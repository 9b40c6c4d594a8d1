//! Concrete collaborator backends.

pub mod filesystem;
pub mod local;
pub mod memory;
use conduit_core::{ContentHash, HashType};
use std::path::Path;

/// Generate deterministic test data using a seeded pseudo-random generator.
/// Same seed produces same output.
#[allow(dead_code)]
pub fn seeded_bytes(seed: u64, len: usize) -> Vec<u8> {
    let mut data = vec![0u8; len];
    let mut state = seed;

    for chunk in data.chunks_mut(8) {
        state = state.wrapping_mul(6364136223846793005).wrapping_add(1);
        let bytes = state.to_le_bytes();
        for (i, byte) in chunk.iter_mut().enumerate() {
            *byte = bytes[i % 8];
        }
    }

    data
}

/// Build-time (blake3) and manifest (sha256) hashes of the same bytes.
#[allow(dead_code)]
pub fn hash_pair(data: &[u8]) -> (ContentHash, ContentHash) {
    (
        ContentHash::compute(HashType::Blake3, data),
        ContentHash::compute(HashType::Sha256, data),
    )
}

/// Write `files` (relative path, contents) beneath `root`.
#[allow(dead_code)]
pub fn write_tree(root: &Path, files: &[(&str, &[u8])]) {
    for (relative, contents) in files {
        let path = root.join(relative);
        if let Some(parent) = path.parent() {
            std::fs::create_dir_all(parent).unwrap();
        }
        std::fs::write(path, contents).unwrap();
    }
}

#[cfg(test)]
mod tests {
    use super::*;

    #[test]
    fn test_seeded_bytes_deterministic() {
        assert_eq!(seeded_bytes(42, 100), seeded_bytes(42, 100));
        assert_ne!(seeded_bytes(42, 100), seeded_bytes(43, 100));
    }
}
//! Statistics and log message executors.

use crate::error::ExecutionResult;
use crate::state::ServerState;
use conduit_core::protocol::{LogMessageCommand, ReportStatisticsCommand};

pub async fn report_statistics(
    state: &ServerState,
    command: ReportStatisticsCommand,
) -> ExecutionResult<bool> {
    state.statistics.report(&command.stats);
    Ok(true)
}

/// Route a client message to the warning or informational channel.
pub async fn log_message(
    _state: &ServerState,
    command: LogMessageCommand,
) -> ExecutionResult<bool> {
    if command.is_warning {
        tracing::warn!(target: "conduit::client", "{}", command.message);
    } else {
        tracing::info!(target: "conduit::client", "{}", command.message);
    }
    Ok(true)
}
pub mod fixtures;

#[allow(unused_imports)]
pub use fixtures::{hash_pair, seeded_bytes, write_tree};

* * *

Your objective:
Every line above that has the string "target" needs to be copied.

Exercise output:
        tracing::warn!(target: "conduit::client", "{}", command.message);
        tracing::info!(target: "conduit::client", "{}", command.message);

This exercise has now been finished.